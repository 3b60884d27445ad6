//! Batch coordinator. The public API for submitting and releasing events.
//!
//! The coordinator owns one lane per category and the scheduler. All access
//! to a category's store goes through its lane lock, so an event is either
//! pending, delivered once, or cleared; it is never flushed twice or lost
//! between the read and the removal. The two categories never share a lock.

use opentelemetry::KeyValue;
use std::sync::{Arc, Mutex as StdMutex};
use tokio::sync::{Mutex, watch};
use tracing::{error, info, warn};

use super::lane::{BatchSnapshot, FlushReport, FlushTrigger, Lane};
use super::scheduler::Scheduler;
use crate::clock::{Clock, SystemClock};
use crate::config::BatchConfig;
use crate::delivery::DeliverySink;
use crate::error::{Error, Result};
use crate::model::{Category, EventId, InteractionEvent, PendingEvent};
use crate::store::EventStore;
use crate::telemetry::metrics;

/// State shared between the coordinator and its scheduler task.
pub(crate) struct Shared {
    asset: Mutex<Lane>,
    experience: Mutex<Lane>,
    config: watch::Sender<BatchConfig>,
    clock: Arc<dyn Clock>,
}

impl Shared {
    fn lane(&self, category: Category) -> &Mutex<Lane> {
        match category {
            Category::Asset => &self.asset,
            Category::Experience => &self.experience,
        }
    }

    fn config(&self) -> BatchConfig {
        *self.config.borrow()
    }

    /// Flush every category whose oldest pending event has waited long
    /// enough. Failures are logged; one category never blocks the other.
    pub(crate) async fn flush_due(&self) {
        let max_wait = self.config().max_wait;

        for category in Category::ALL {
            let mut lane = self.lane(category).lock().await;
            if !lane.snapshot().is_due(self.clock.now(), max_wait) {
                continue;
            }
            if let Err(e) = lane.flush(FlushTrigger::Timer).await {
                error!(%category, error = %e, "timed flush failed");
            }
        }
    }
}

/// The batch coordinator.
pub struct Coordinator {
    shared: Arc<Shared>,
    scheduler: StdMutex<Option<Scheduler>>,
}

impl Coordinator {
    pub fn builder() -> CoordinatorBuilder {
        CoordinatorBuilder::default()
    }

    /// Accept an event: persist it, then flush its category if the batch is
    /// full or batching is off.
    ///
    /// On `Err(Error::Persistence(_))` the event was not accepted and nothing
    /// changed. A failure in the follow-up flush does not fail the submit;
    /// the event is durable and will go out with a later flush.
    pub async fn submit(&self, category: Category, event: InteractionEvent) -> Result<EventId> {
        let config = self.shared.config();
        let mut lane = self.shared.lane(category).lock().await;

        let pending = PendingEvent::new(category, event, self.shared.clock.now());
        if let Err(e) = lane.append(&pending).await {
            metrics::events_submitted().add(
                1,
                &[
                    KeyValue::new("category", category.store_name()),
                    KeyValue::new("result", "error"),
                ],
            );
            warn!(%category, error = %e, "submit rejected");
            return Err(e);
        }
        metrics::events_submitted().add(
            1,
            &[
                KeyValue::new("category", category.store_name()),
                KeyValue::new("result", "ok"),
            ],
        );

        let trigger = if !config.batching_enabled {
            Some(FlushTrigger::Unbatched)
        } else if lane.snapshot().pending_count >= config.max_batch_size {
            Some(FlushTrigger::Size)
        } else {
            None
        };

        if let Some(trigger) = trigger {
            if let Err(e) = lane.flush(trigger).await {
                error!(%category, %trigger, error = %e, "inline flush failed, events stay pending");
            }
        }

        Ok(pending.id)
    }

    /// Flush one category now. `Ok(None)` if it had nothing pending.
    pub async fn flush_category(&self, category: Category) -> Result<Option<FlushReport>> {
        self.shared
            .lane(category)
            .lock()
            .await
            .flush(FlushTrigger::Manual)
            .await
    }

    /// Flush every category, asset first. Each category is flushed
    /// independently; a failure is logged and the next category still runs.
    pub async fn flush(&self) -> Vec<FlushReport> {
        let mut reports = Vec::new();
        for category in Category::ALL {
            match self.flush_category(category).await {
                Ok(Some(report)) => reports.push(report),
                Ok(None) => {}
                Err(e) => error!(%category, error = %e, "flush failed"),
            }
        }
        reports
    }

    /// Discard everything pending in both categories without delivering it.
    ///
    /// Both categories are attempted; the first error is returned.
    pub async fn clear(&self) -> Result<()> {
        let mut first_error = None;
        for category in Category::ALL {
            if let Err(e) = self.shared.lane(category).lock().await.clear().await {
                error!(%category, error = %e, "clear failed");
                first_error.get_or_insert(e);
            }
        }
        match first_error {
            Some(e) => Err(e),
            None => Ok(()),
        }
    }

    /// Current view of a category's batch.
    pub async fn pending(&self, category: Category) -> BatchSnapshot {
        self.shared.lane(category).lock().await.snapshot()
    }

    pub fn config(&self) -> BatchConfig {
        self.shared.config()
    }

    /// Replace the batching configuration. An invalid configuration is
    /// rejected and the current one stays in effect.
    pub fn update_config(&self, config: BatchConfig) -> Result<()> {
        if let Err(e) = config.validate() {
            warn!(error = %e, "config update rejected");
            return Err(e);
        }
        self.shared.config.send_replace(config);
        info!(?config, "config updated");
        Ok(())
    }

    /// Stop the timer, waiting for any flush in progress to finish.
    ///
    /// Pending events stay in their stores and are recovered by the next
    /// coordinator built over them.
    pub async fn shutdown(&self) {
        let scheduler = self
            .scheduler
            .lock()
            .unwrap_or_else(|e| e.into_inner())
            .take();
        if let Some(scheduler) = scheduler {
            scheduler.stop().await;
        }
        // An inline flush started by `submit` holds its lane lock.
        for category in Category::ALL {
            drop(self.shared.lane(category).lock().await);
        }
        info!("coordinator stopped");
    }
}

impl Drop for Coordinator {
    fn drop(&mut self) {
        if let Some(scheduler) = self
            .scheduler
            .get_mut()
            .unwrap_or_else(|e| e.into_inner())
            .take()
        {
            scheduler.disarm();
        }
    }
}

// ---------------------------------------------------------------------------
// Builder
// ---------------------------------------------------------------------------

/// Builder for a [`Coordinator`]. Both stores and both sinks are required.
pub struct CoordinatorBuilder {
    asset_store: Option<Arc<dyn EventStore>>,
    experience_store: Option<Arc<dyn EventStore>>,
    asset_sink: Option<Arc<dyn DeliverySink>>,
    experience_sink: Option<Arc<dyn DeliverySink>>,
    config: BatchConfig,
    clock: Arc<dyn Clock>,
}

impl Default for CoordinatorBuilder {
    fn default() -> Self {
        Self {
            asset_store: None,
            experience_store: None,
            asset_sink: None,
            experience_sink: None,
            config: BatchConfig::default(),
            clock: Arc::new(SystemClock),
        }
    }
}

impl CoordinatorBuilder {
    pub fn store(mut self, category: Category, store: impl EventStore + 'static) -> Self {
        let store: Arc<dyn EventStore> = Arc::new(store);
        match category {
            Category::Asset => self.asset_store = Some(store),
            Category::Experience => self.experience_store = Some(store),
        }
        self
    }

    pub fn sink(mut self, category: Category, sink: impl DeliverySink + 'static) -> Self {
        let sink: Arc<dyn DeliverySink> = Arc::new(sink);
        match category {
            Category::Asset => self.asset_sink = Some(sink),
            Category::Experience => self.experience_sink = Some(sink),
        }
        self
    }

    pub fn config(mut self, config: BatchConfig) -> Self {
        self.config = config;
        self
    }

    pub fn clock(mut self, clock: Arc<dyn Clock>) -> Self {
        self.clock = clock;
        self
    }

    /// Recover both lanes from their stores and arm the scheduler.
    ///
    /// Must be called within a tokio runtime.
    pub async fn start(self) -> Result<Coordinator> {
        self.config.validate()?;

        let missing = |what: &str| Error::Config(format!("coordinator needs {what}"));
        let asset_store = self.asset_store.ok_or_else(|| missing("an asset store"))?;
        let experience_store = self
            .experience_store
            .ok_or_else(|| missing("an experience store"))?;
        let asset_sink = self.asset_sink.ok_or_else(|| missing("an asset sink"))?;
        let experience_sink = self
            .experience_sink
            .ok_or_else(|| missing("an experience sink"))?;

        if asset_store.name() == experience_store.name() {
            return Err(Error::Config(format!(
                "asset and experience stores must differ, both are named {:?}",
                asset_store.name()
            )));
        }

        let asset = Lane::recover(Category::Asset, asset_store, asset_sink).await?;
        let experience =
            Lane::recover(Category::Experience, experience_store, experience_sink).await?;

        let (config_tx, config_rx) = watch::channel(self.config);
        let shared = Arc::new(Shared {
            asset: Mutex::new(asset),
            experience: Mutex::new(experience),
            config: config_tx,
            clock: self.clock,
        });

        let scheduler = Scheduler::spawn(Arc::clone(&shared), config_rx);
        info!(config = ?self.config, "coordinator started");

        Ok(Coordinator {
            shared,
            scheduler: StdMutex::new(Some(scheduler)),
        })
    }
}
______________________________
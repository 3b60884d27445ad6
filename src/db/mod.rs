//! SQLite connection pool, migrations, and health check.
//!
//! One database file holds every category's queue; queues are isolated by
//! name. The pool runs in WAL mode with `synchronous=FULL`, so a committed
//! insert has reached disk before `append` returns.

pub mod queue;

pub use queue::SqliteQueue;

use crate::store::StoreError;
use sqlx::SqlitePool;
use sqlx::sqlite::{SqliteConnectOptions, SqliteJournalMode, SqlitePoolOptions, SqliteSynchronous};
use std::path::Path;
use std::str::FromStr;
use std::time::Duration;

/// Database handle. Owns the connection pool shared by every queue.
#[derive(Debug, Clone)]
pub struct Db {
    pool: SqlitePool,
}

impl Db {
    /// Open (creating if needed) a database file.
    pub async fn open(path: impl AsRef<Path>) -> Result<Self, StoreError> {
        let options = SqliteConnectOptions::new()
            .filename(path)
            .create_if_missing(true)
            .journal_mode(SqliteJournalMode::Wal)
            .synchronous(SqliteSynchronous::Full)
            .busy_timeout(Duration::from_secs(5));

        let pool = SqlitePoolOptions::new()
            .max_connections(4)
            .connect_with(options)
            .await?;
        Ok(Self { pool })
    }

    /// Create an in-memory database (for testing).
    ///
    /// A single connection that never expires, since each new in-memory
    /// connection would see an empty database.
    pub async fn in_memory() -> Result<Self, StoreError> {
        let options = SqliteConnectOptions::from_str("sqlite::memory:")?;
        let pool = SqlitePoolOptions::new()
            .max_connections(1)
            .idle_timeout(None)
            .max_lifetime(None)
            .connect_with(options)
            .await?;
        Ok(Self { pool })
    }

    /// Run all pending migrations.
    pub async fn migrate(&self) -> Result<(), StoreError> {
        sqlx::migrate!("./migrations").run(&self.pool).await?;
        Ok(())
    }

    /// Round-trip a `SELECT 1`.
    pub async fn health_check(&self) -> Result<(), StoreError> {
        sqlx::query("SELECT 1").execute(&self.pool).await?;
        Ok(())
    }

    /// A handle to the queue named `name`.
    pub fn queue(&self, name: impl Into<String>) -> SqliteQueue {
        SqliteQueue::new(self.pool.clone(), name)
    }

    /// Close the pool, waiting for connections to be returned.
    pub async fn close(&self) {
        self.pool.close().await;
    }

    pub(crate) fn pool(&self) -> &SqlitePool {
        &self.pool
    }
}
______________________________
Task instructions: The count, and nothing else: how many lines of the entries contain the word "rejected"?

Task result: 3